Polarisation

There are certain phenomena which offer conclusive proof that light has the characteristics of a wave motion in which waves vibrate in all possible planes at right angles to the direction of propagation. Such waves are called transverse.

The following experiment with two crystals of tourmaline is intended to make the nature of this phenomenon more evident.

When a crystal of tourmaline (Fig. 15) is cut parallel to the crystallographic axis and a ray of light is allowed to pass through it, the transmitted beam in no way differs from the incident beam, as far as the unaided eye can detect. If this is followed by allowing the fight to pass through another tourmaline crystal with its axis parallel to

Fig. 15 Polarization of light by tourmaline crystals.

that of the first, the rays will be almost completely transmitted by the second crystal as well. By rotating the second crystal about the ray of light as an axis so that the axes of the two crystals are inclined to each other, we will make the intensity of the transmitted light decrease until, when the axes of the crystals are at right angles to each other, none of the light from the first crystal will pass through the second one.

In case the rotation of the second crystal is continued until the axes of both are once more parallel, the light from the first one will again be transmitted by the second. It must be evident that in passing through the first crystal light has acquired some property ordinary light does not possess.

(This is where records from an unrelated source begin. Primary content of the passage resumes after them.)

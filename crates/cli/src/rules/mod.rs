//! The `rules` command: list and inspect the built-in fix rules.

use anyhow::{bail, Result};
use colored::*;
use std::env;

use ::rules::{FixKind, RuleTable};

/// Check if colored output should be used
fn use_colored_output() -> bool {
    if env::var("NO_COLOR").is_ok() {
        return false;
    }
    if let Ok(term) = env::var("TERM") {
        if term == "dumb" || term == "unknown" {
            return false;
        }
    }
    if env::var("CI").is_ok() || env::var("CONTINUOUS_INTEGRATION").is_ok() {
        return false;
    }
    true
}

fn kind_label(kind: FixKind) -> &'static str {
    match kind {
        FixKind::Text(_) => "text",
        FixKind::YamlDoc(_) => "yaml",
    }
}

pub fn list_rules() -> Result<()> {
    let table = RuleTable::builtin();
    println!("{} fix rules registered:\n", table.len());
    println!("    {:<18} {:<6} NAME", "ID", "KIND");
    println!(
        "    ──────────────────────────────────────────────────────────────────────────────"
    );
    for rule in table.iter() {
        // pad before coloring so escape codes do not break the columns
        let id = format!("{:<18}", rule.id);
        if use_colored_output() {
            println!("    {} {:<6} {}", id.bright_white().bold(), kind_label(rule.kind), rule.name);
        } else {
            println!("    {id} {:<6} {}", kind_label(rule.kind), rule.name);
        }
    }
    Ok(())
}

pub fn inspect_rule(id: &str) -> Result<()> {
    let table = RuleTable::builtin();
    let Some(rule) = table.get(id) else {
        bail!("no fix rule registered with id `{id}`");
    };
    if use_colored_output() {
        println!("{}", rule.id.bright_white().bold());
        println!("    Name         {}", rule.name.bright_cyan());
        println!("    Description  {}", rule.description);
        println!("    Kind         {}", kind_label(rule.kind));
        if !rule.compliance.is_empty() {
            println!("    Compliance   {}", rule.compliance.join(", ").bright_cyan());
        }
    } else {
        println!("{}", rule.id);
        println!("    Name         {}", rule.name);
        println!("    Description  {}", rule.description);
        println!("    Kind         {}", kind_label(rule.kind));
        if !rule.compliance.is_empty() {
            println!("    Compliance   {}", rule.compliance.join(", "));
        }
    }
    Ok(())
}
use criterion::{black_box, criterion_group, criterion_main, BatchSize, Criterion};
use engine::{apply_fixes, FixConfig};
use findings::Scanner;
use loader::{detect_scanner, parse_findings};
use rules::RuleTable;
use serde_json::{json, Value};
use std::fs;
use tempfile::TempDir;

fn bandit_scan(records: usize) -> Value {
    let results: Vec<Value> = (0..records)
        .map(|i| {
            json!({
                "filename": format!("src/mod_{:02}.py", i % 40),
                "line_number": i % 30 + 2,
                "test_id": (["B303", "B104", "B999"][i % 3]),
                "issue_severity": "MEDIUM",
                "issue_text": "Use of insecure MD5 hash function."
            })
        })
        .collect();
    json!({ "results": results })
}

fn bandit_doc() -> Value {
    bandit_scan(500)
}

fn checkov_doc() -> Value {
    let failed: Vec<Value> = (0..500)
        .map(|i| {
            json!({
                "check_id": format!("CKV_AWS_{}", i % 60),
                "check_name": "Ensure the resource is hardened",
                "file_path": format!("/stacks/stack_{}.tf", i % 20),
                "file_line_range": [i % 80 + 1, i % 80 + 6],
                "resource": format!("aws_s3_bucket.data_{}", i % 20),
                "severity": "MEDIUM"
            })
        })
        .collect();
    json!({"check_type": "terraform", "results": {"failed_checks": failed}})
}

fn opa_doc() -> Value {
    let violations: Vec<Value> = (0..500)
        .map(|i| {
            json!({
                "policy": "privileged-containers-disallowed",
                "message": "Container runs privileged",
                "severity": "HIGH",
                "file": format!("manifests/deploy_{}.yaml", i % 20),
                "resource": {"name": format!("web-{}", i % 20)}
            })
        })
        .collect();
    json!({"results": {"opa": {"violations": violations}}})
}

fn trivy_doc() -> Value {
    let vulns: Vec<Value> = (0..500)
        .map(|i| {
            json!({
                "VulnerabilityID": format!("CVE-2024-{:04}", i),
                "PkgName": "openssl",
                "Severity": "HIGH",
                "Title": "Buffer overflow"
            })
        })
        .collect();
    json!({"Results": [{"Target": "Cargo.lock", "Vulnerabilities": vulns}]})
}

struct ScannerBench {
    name: &'static str,
    scanner: Scanner,
    doc: fn() -> Value,
}

const SCANNER_BENCHES: &[ScannerBench] = &[
    ScannerBench {
        name: "parse_bandit",
        scanner: Scanner::Bandit,
        doc: bandit_doc,
    },
    ScannerBench {
        name: "parse_checkov",
        scanner: Scanner::Checkov,
        doc: checkov_doc,
    },
    ScannerBench {
        name: "parse_opa",
        scanner: Scanner::Opa,
        doc: opa_doc,
    },
    ScannerBench {
        name: "parse_trivy",
        scanner: Scanner::Trivy,
        doc: trivy_doc,
    },
];

fn bench_parsing(c: &mut Criterion) {
    for bench in SCANNER_BENCHES {
        let doc = (bench.doc)();
        c.bench_function(bench.name, |b| {
            b.iter(|| parse_findings(black_box(&doc), bench.scanner))
        });
    }
}

fn bench_detection(c: &mut Criterion) {
    let docs: Vec<Value> = SCANNER_BENCHES.iter().map(|b| (b.doc)()).collect();
    c.bench_function("detect_scanner", |b| {
        b.iter(|| {
            docs.iter()
                .filter(|doc| detect_scanner(black_box(doc)).is_some())
                .count()
        })
    });
}

fn bench_rule_lookup(c: &mut Criterion) {
    let loaded = parse_findings(&bandit_scan(500), Scanner::Bandit);
    let table = RuleTable::builtin();
    c.bench_function("rule_lookup", |b| {
        b.iter(|| {
            loaded
                .findings
                .iter()
                .filter(|f| table.lookup(black_box(f)).is_some())
                .count()
        })
    });
}

/// Python tree matching the synthetic bandit scan: 40 modules, an md5
/// call on every flagged line.
fn synthetic_project() -> TempDir {
    let dir = TempDir::new().expect("tempdir");
    let src = dir.path().join("src");
    fs::create_dir(&src).expect("create src");
    let body = format!("import hashlib\n{}", "h = hashlib.md5(x)\n".repeat(31));
    for i in 0..40 {
        fs::write(src.join(format!("mod_{i:02}.py")), &body).expect("write module");
    }
    dir
}

fn bench_apply(c: &mut Criterion) {
    let table = RuleTable::builtin();
    let loaded = parse_findings(&bandit_scan(200), Scanner::Bandit);
    c.bench_function("apply_fixes", |b| {
        b.iter_batched(
            synthetic_project,
            |dir| {
                let config = FixConfig {
                    project_root: dir.path().to_path_buf(),
                    dry_run: false,
                    backups: false,
                };
                apply_fixes(black_box(loaded.findings.clone()), &table, &config)
            },
            BatchSize::PerIteration,
        )
    });
}

criterion_group!(
    benches,
    bench_parsing,
    bench_detection,
    bench_rule_lookup,
    bench_apply
);
criterion_main!(benches);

The action of the tourmaline will be understood if we consider ordinary light to consist of transverse waves in which vibrations take place in all directions in a plane normal to that of propagation.

When such a beam passes through the first tourmaline crystal, the latter absorbs all vibrations except those in a certain direction. There it transmits. Hence, the emerging beam differs from the ordinary light in that all the vibrations are but in one plane.

Such a ray of light is said to be polarized. If it falls on the second tourmaline crystal, the transmittance of the latter will, in its turn, be selective — i.e. it will transmit only the vibrations parallel to a certain direction in itself. Consequently, for one position of the crystals all the vibrations are transmitted. Whenever one of the crystals is rotated 90 degrees from this position, none of the vibrations are transmitted. It should be evident that for intermediate positions part of the vibrations are transmitted whereas the others are not.

A simple method of obtaining polarized light is by reflection from a plate of glass set at such an angle that the incident and reflected rays are perpendicular. In other words, this means that for the reflected beam to be completely polarized the angle of incidence must equal the arc tangent of the index of refraction of the glass, or

i = arctn n

where i is the incidence angle to be obtained for the total polarization and n is the index of refraction of the glass. For ordinary glass the angle i is about 57°. The amount of light reflected at this angle being small, it is customary to use a pile of glass plates when attempting to polarize light with this technique.